Letteratura e neuroscienze
13 maggio 2014[Questo intervento è già uscito su La ricerca].
Si stanno facendo sempre più frequenti e
positivi i rapporti fra la teoria letteraria e le nuove scienze
cognitive. Rispetto a quando ne ho scritto nel libro Convergenze
(Milano, B. Mondadori, 2010), i contributi importanti si sono infittiti
e hanno toccato problemi di estetica, di ricezione, di analisi
dell’immaginario poetico, narrativo, figurativo, filmico.

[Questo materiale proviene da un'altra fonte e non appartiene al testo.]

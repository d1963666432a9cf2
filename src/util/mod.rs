//! Shared utilities

pub mod config;
pub mod context;
pub mod fs;

pub use config::Config;
pub use context::GlobalContext;
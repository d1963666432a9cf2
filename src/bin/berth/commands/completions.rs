//! `berth completions` command

use std::io;

use anyhow::Result;
use clap::CommandFactory;

use crate::cli::{Cli, CompletionsArgs};

pub fn execute(args: CompletionsArgs) -> Result<()> {
    let mut cmd = Cli::command();
    clap_complete::generate(args.shell, &mut cmd, "berth", &mut io::stdout().lock());
    Ok(())
}
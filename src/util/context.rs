//! Global context for berth operations.
//!
//! Provides centralized access to the working directory, the global config
//! location and project discovery.

use std::path::{Path, PathBuf};

use anyhow::{Context, Result};

use crate::core::metadata::{extract_from_path, DESCRIPTION_FILE};
use crate::util::config::{global_config_dir, PROJECT_CONFIG_FILE};

/// Global context containing paths and environment.
#[derive(Debug, Clone)]
pub struct GlobalContext {
    /// Current working directory
    cwd: PathBuf,

    /// Home directory for global berth data (~/.berth/)
    home: PathBuf,
}

impl GlobalContext {
    /// Create a new GlobalContext with defaults.
    pub fn new() -> Result<Self> {
        let cwd = std::env::current_dir().context("failed to get current directory")?;
        Ok(Self::with_cwd(cwd))
    }

    /// Create a GlobalContext with a specific working directory.
    pub fn with_cwd(cwd: PathBuf) -> Self {
        let home = global_config_dir().unwrap_or_else(|| PathBuf::from(".berth"));
        GlobalContext { cwd, home }
    }

    /// Override the home directory.
    pub fn with_home(mut self, home: PathBuf) -> Self {
        self.home = home;
        self
    }

    /// Get the current working directory.
    pub fn cwd(&self) -> &Path {
        &self.cwd
    }

    /// Get the global configuration file path.
    pub fn config_path(&self) -> PathBuf {
        self.home.join("config.toml")
    }

    /// Find the project root, starting from cwd and searching upward.
    ///
    /// The root is the nearest directory holding a `berth.toml`, or a
    /// `CMakeLists.txt` that declares the project. Subdirectory
    /// `CMakeLists.txt` files without a declaration are skipped; if no
    /// declaration is found the outermost `CMakeLists.txt` wins. Falls back
    /// to cwd when there is none at all.
    pub fn project_root(&self) -> PathBuf {
        let mut outermost_description = None;

        for dir in self.cwd.ancestors() {
            if dir.join(PROJECT_CONFIG_FILE).is_file() {
                return dir.to_path_buf();
            }

            let description = dir.join(DESCRIPTION_FILE);
            if description.is_file() {
                if extract_from_path(&description).is_complete() {
                    return dir.to_path_buf();
                }
                outermost_description = Some(dir);
            }
        }

        outermost_description
            .unwrap_or(self.cwd.as_path())
            .to_path_buf()
    }

    /// Path of the build description in the project root.
    pub fn description_path(&self) -> PathBuf {
        self.project_root().join(DESCRIPTION_FILE)
    }

    /// Path of the project recipe in the project root.
    pub fn project_config_path(&self) -> PathBuf {
        self.project_root().join(PROJECT_CONFIG_FILE)
    }
}

#[cfg(test)]
mod tests {
    use super::*;
    use tempfile::TempDir;

    #[test]
    fn test_context_paths() {
        let ctx = GlobalContext::new().unwrap();
        assert!(ctx.cwd().is_absolute());
        assert!(ctx.config_path().ends_with("config.toml"));
    }

    #[test]
    fn test_project_root_searches_upward() {
        let tmp = TempDir::new().unwrap();
        std::fs::write(tmp.path().join(DESCRIPTION_FILE), "project(a VERSION 1.0)").unwrap();
        let nested = tmp.path().join("src").join("deep");
        std::fs::create_dir_all(&nested).unwrap();

        let ctx = GlobalContext::with_cwd(nested);
        assert_eq!(ctx.project_root(), tmp.path());
        assert_eq!(ctx.description_path(), tmp.path().join(DESCRIPTION_FILE));
    }

    #[test]
    fn test_project_root_skips_nested_descriptions() {
        let tmp = TempDir::new().unwrap();
        std::fs::write(
            tmp.path().join(DESCRIPTION_FILE),
            "project(octo VERSION 2.1.0)\nadd_subdirectory(src)\n",
        )
        .unwrap();
        let src = tmp.path().join("src");
        std::fs::create_dir_all(&src).unwrap();
        std::fs::write(src.join(DESCRIPTION_FILE), "add_library(octo octo.cpp)\n").unwrap();

        let ctx = GlobalContext::with_cwd(src);
        assert_eq!(ctx.project_root(), tmp.path());
    }

    #[test]
    fn test_project_root_outermost_description_without_declaration() {
        let tmp = TempDir::new().unwrap();
        std::fs::write(tmp.path().join(DESCRIPTION_FILE), "project(octo)\n").unwrap();
        let src = tmp.path().join("src");
        std::fs::create_dir_all(&src).unwrap();
        std::fs::write(src.join(DESCRIPTION_FILE), "add_library(octo octo.cpp)\n").unwrap();

        let ctx = GlobalContext::with_cwd(src);
        assert_eq!(ctx.project_root(), tmp.path());
    }

    #[test]
    fn test_project_root_prefers_nearest_recipe() {
        let tmp = TempDir::new().unwrap();
        std::fs::write(tmp.path().join(DESCRIPTION_FILE), "project(outer VERSION 1.0)").unwrap();
        let inner = tmp.path().join("inner");
        std::fs::create_dir_all(&inner).unwrap();
        std::fs::write(inner.join(PROJECT_CONFIG_FILE), "").unwrap();

        let ctx = GlobalContext::with_cwd(inner.clone());
        assert_eq!(ctx.project_root(), inner);
    }

    #[test]
    fn test_project_root_recipe_only() {
        let tmp = TempDir::new().unwrap();
        std::fs::write(tmp.path().join(PROJECT_CONFIG_FILE), "").unwrap();

        let ctx = GlobalContext::with_cwd(tmp.path().to_path_buf());
        assert_eq!(ctx.project_config_path(), tmp.path().join(PROJECT_CONFIG_FILE));
    }
}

Prima George
Lakoff, il linguista di scuola cognitivista di Berkeley e poi il suo
allievo Mark Turner hanno dedicato molta attenzione ai problemi della
metafora e di altre forme della comunicazione, elaborando la teoria
dell’«integrazione concettuale» o conceptual blending (G. Fauconnier – M. Turner, Amalgami: introduzione ai network di integrazione concettuale, Urbino,
Quattro venti, 2001). Poi (e cito solo alcuni fra i protagonisti
importanti della discussione) T. G. Pavel, Lubomír Doležel, Leonard
Talmy e parecchi altri hanno indagato a fondo sui problemi della
finzione narrativa (Doležel, Heterocosmica. Fiction e mondi possibili,
Milano, Bompiani 1999). Ricordo, qui da noi, due interventi molto
importanti, che hanno allineato la ricerca italiana con quella
internazionale: quello di un filosofo come Alfonso Iacono con il libro L’illusione e il sostituto. Riprodurre, imitare, rappresentare (Milano, B. Mondadori, 2010), e quello di uno studioso della letteratura come Alberto Casadei, con il libro Poetiche della creatività. Letteratura e scienze della mente (Milano, B. Mondadori, 2011).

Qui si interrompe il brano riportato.